Step 1: Verify connectivity
Test raw WebSocket to controller:
$ wscat -c ws://controller.example.com:8080/ws/agent/clw-uuid-1234-5678?token=your-token
If fails, check firewall:
$ sudo ufw allow 8080/tcp # Ubuntu
$ sudo firewall-cmd --add-port=8080/tcp --permanent # CentOS
Step 2: Update agent configuration
Edit ~/.clw/agent.toml or /etc/clw/agent.toml.
Before:
[agent]
controller_url = "ws://controller.example.com:8080"
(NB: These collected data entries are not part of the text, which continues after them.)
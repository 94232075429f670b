//! End-to-end session tests through the facade crate.

use stateflow::{
    build_model, BasicBinding, CheckpointLog, CompiledModel, Event, FileLog, Interpreter,
    LogConfig, RunError, ServiceRegistry, Value,
};
use std::sync::Arc;
use std::time::Duration;

fn compile(doc: serde_json::Value) -> Arc<CompiledModel> {
    let document = serde_json::from_value(doc).unwrap();
    Arc::new(build_model(&document, &BasicBinding).unwrap())
}

fn order_document() -> serde_json::Value {
    serde_json::json!({
        "name": "order",
        "datamodel": [{"id": "receipt"}],
        "states": [
            {"kind": "state", "id": "validating",
             "invokes": [{"type": "echo", "id": "validator", "content": "'order-ok'",
                          "finalize": [{"action": "assign", "location": "receipt",
                                        "expr": "_event.data"}]}],
             "transitions": [{"events": ["done.invoke.validator"], "targets": ["fulfilling"]}]},
            {"kind": "parallel", "id": "fulfilling",
             "transitions": [{"events": ["done.state.fulfilling"], "targets": ["done"]}],
             "states": [
                 {"kind": "state", "id": "payment", "states": [
                     {"kind": "state", "id": "charging",
                      "transitions": [{"events": ["charged"], "targets": ["paid"]}]},
                     {"kind": "final", "id": "paid"}
                 ]},
                 {"kind": "state", "id": "shipping", "states": [
                     {"kind": "state", "id": "packing",
                      "transitions": [{"events": ["shipped"], "targets": ["sent"]}]},
                     {"kind": "final", "id": "sent"}
                 ]}
             ]},
            {"kind": "final", "id": "done", "done_data": "receipt"}
        ]
    })
}

async fn finished(
    handle: tokio::task::JoinHandle<Result<Value, RunError>>,
) -> Result<Value, RunError> {
    tokio::time::timeout(Duration::from_secs(5), handle)
        .await
        .expect("run did not complete")
        .expect("run task panicked")
}

/// Lets the spawned session and the echo service task make progress.
async fn settle() {
    for _ in 0..32 {
        tokio::task::yield_now().await;
    }
}

#[tokio::test]
async fn order_flow_with_invoke_and_parallel_regions() {
    let session = Interpreter::new(compile(order_document()), Arc::new(ServiceRegistry::new()));
    let sender = session.sender();
    let run = tokio::spawn(session.run(Value::Undefined));

    // The validator echo service moves the machine into the parallel
    // state on its own; wait for that before driving the regions.
    settle().await;
    sender.send(Event::external("charged")).unwrap();
    sender.send(Event::external("shipped")).unwrap();

    assert_eq!(finished(run).await.unwrap(), Value::from("order-ok"));
}

#[tokio::test]
async fn crash_and_restore_from_file_checkpoint() {
    let dir = tempfile::tempdir().unwrap();
    let path = dir.path().join("order.ckpt");
    let compiled = compile(order_document());

    {
        let log: Arc<dyn CheckpointLog> =
            Arc::new(FileLog::open(LogConfig::new(&path)).unwrap());
        let session = Interpreter::new(compiled.clone(), Arc::new(ServiceRegistry::new()))
            .with_checkpoint(log);
        let sender = session.sender();
        let cancel = session.cancel_handle();
        let run = tokio::spawn(session.run(Value::Undefined));

        settle().await;
        sender.send(Event::external("charged")).unwrap();
        settle().await;
        cancel.cancel();
        assert!(matches!(finished(run).await, Err(RunError::Cancelled)));
    }

    // Reopen the log and pick up where the first session stopped: the
    // payment region is already final, only shipping remains.
    let log: Arc<dyn CheckpointLog> = Arc::new(FileLog::open(LogConfig::new(&path)).unwrap());
    let restored =
        Interpreter::restore(compiled, Arc::new(ServiceRegistry::new()), log).unwrap();
    let sender = restored.sender();
    let run = tokio::spawn(restored.resume());

    sender.send(Event::external("shipped")).unwrap();
    assert_eq!(finished(run).await.unwrap(), Value::from("order-ok"));
}
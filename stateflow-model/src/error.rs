//! Model build error types.

use std::fmt;

/// Errors that fail model construction before any run starts.
///
/// `Display`/`Error` are implemented by hand because the `source` fields
/// hold state/expression text (not an error cause), which `thiserror`'s
/// name-based source inference cannot express.
#[derive(Debug)]
pub enum ModelError {
    UnresolvedTarget {
        source: String,
        target: String,
    },

    DuplicateStateId {
        id: String,
    },

    EmptyDocument,

    InvalidInitial {
        state: String,
        target: String,
        reason: &'static str,
    },

    HistoryOutsideCompound {
        id: String,
    },

    EvaluatorResolution {
        kind: &'static str,
        source: String,
        reason: String,
    },

    Json(serde_json::Error),
}

impl fmt::Display for ModelError {
    fn fmt(&self, f: &mut fmt::Formatter<'_>) -> fmt::Result {
        match self {
            ModelError::UnresolvedTarget { source, target } => write!(
                f,
                "unresolved transition target '{target}' (from state '{source}')"
            ),
            ModelError::DuplicateStateId { id } => write!(f, "duplicate state id: '{id}'"),
            ModelError::EmptyDocument => write!(f, "document has no states"),
            ModelError::InvalidInitial {
                state,
                target,
                reason,
            } => write!(
                f,
                "invalid initial target '{target}' for '{state}': {reason}"
            ),
            ModelError::HistoryOutsideCompound { id } => write!(
                f,
                "history state '{id}' must be a child of a compound state"
            ),
            ModelError::EvaluatorResolution {
                kind,
                source,
                reason,
            } => write!(f, "cannot resolve {kind} '{source}': {reason}"),
            ModelError::Json(err) => write!(f, "JSON error: {err}"),
        }
    }
}

impl std::error::Error for ModelError {
    fn source(&self) -> Option<&(dyn std::error::Error + 'static)> {
        match self {
            ModelError::Json(err) => Some(err),
            _ => None,
        }
    }
}

impl From<serde_json::Error> for ModelError {
    fn from(err: serde_json::Error) -> Self {
        ModelError::Json(err)
    }
}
heartbeat_interval = "30s"
max_reconnect = 5
token = "expired-token-abc123"
memory_limit = "512Mi"
After:
[agent]
controller_url = "wss://controller.example.com:443" # Use WSS for prod
heartbeat_interval = "60s"
max_reconnect = 20
token = "new-refresh-token-def456" # Regenerate via clw auth refresh
memory_limit = "2Gi"
proxy_url = "" # Disable if interfering
log_level = "debug"
Generate new token:
$ clw auth refresh --controller controller.example.com
New token: new-refresh-token-def456
Step 3: Restart agent with resource tweaks
Kill existing process:
$ pkill -f clw-agent
# Or systemd: sudo systemctl restart clw-agent
Restart with flags:
$ clw agent start --config ~/.clw/agent.toml --memory-limit 2Gi --workers 4
For systemd integration, update /etc/systemd/system/clw-agent.service:
Before:
[Service]
ExecStart=/usr/bin/clw agent start
MemoryLimit=512M
After:
[Service]
ExecStart=/usr/bin/clw agent start --config /etc/clw/agent.toml
MemoryMax=2G
Restart=always
RestartSec=10s
$ sudo systemctl daemon-reload
$ sudo systemctl restart clw-agent
Step 4: Enable auto-reconnect and monitoring
Add healthcheck script:
#!/bin/bash
# /usr/local/bin/clw-healthcheck.sh
if ! clw status | grep -q "Online"; then
systemctl restart clw-agent
logger "CLW agent restarted due to disconnect"
fi
Cron it:
$ crontab -e
*/5 * * * * /usr/local/bin/clw-healthcheck.sh
4. Verification
Confirm fix with these checks:
- Agent status:
$ clw status
Controller: Online
Agents:
- clw-agent-01: Online (heartbeat: 2024-10-12T14:35:00Z)
- Logs clean:
$ tail -f /var/log/clw-agent.log | grep -i disconnect
# No output = success
- Load test:
$ clw exec --remote "echo 'test'" --count 100
# All succeed without errors
- Metrics endpoint:
$ curl http://localhost:9090/metrics | grep clw_agent_up
clw_agent_up 1
- End-to-end: Run a sync job.
$ clw sync /local/dir controller:/remote/dir
Sync complete: 50 files transferred
Monitor for 30+ minutes under load.
5. Common Pitfalls
- Ignoring WSS vs WS: HTTP (ws://) fails in prod with proxies/LB. Always use wss://.
- Token expiry: Tokens last 24h; automate refresh with
clw auth cron. - Resource caps: Docker/K8s limits kill agents. Set
--memory-limithigher.
# Pitfall log:
[FATAL] Kubernetes OOMKilled: container clw-agent-01
- Firewall asymmetry: Inbound 8080 open, but outbound ephemeral ports blocked.
- Version mismatch:
clw versionagent != controller. Upgrade both:
$ clw upgrade --channel stable
- Proxy no WebSocket support: Set
NO_PROXY=controller.example.com. - High-latency networks: Increase
heartbeat_intervalto 120s, but not beyond.
⚠️ Unverified: On Windows, WSL2 networking may require --host-network.
6. Related Errors
| Error Code | Description | Link |
|---|---|---|
| clw-agent-timeout | Heartbeat timeout before disconnect | Fix clw-agent-timeout |
| clw-connection-refused | Initial connect fails | Fix clw-connection-refused |
| clw-auth-failed | Token invalid post-disconnect | Fix clw-auth-failed |
Cross-reference: 40% of clw-agent-timeout escalate to disconnects. Check controller logs (/var/log/clw-controller.log) for patterns.
Word count: 1250. Code blocks: ~45% (configs, logs, commands).